Unlike SMTP protocol-level logging described above, a more general logging facility is also available -
this will write a single log-entry on success or failure to send a message, and is more generally
applicable to any MailService
implementation, including of course the SMTP service.
To write a log-entry to a PSR-3 Logger, use the MailSeviceLogger
implementation, which acts as a decorator for any other MailService
implementation - for example:
$service = new MailServiceLogger($psr_logger, new SMTPMailService(...));
See inline documentation for MailServiceLogger
for details on customizing the message template and log-level.
A passive implementation of MailService
is available, which does nothing.
You can use this during testing/development to disable any outgoing Messages.

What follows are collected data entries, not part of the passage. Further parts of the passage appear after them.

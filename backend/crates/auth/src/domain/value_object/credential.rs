//! Credential Value Object
//!
//! The stored, one-way form of a user's password. Delegates to
//! `platform::password` for the Argon2id work.

use std::fmt;

use platform::password::{self, ClearTextPassword, HashedPassword};

use crate::error::{AuthError, AuthResult};

/// Argon2id PHC string; algorithm, parameters and salt travel inside it
#[derive(Clone, PartialEq, Eq)]
pub struct Credential(HashedPassword);

impl Credential {
    /// Apply the password policy, then hash with a fresh salt
    ///
    /// CPU-heavy; run it off the async executor.
    pub fn hash(raw: String) -> AuthResult<Self> {
        let clear_text = ClearTextPassword::new(raw)?;
        Ok(Self(clear_text.hash()?))
    }

    /// Rebuild from a stored PHC string
    pub fn from_phc_string(s: impl Into<String>) -> AuthResult<Self> {
        HashedPassword::from_phc_string(s)
            .map(Self)
            .map_err(|e| AuthError::Internal(format!("Stored credential unreadable: {e}")))
    }

    pub fn as_phc_string(&self) -> &str {
        self.0.as_phc_string()
    }

    /// Check a candidate through the hash primitive's verifier
    pub fn verify(&self, candidate: &ClearTextPassword) -> bool {
        self.0.verify(candidate)
    }

    /// Verify against `credential` if there is one, else spend the same
    /// effort on a dummy hash and fail
    pub fn verify_or_dummy(credential: Option<&Credential>, candidate: &ClearTextPassword) -> bool {
        match credential {
            Some(credential) => credential.verify(candidate),
            None => password::verify_dummy(candidate),
        }
    }
}

impl fmt::Debug for Credential {
    fn fmt(&self, f: &mut fmt::Formatter<'_>) -> fmt::Result {
        f.debug_tuple("Credential").field(&"[HASH]").finish()
    }
}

This is typically most useful in conjunction with the MailServiceLogger
described above, to bootstrap
a fake mail-service for testing and development, enabling you to see Messages that would have been sent.
To run the integration tests, you will need to set up a local SMTP server for testing.
On Windows, try Papercut or SMTP4Dev.
On Linux, you will likely just have to set up an actual, local SMTP daemon. (see .travis.yml
for an
example of installing and starting smtp-sink
which comes with postfix
.)
You may need to copy integration.suite.dist.yml
to integration.suite.yml
to customize the
SMTP host-name, port-number, etc.
This library has a number of stated design objectives:
- Simplicity: UTF-8 is the only supported character-set, we make an effort not to reinvent the wheel (e.g. leveraging base64 and quoted-printable stream-filters) and the library has no external dependencies.
- Using streams for efficiency and predictable memory usage - in particular, file attachments are encoded and sent in chunks, without buffering the entire message or juggling huge strings.
- Separation of concerns - in particular, MIME encoding and SMTP transport concerns ("dot-stuffing") are fully separated, which in turn is made possible by proper use of streams.
- Using dependency injection (primarily constructor injection) everywhere.
- Using abstractions (interfaces) both at the high level and for dependencies/components.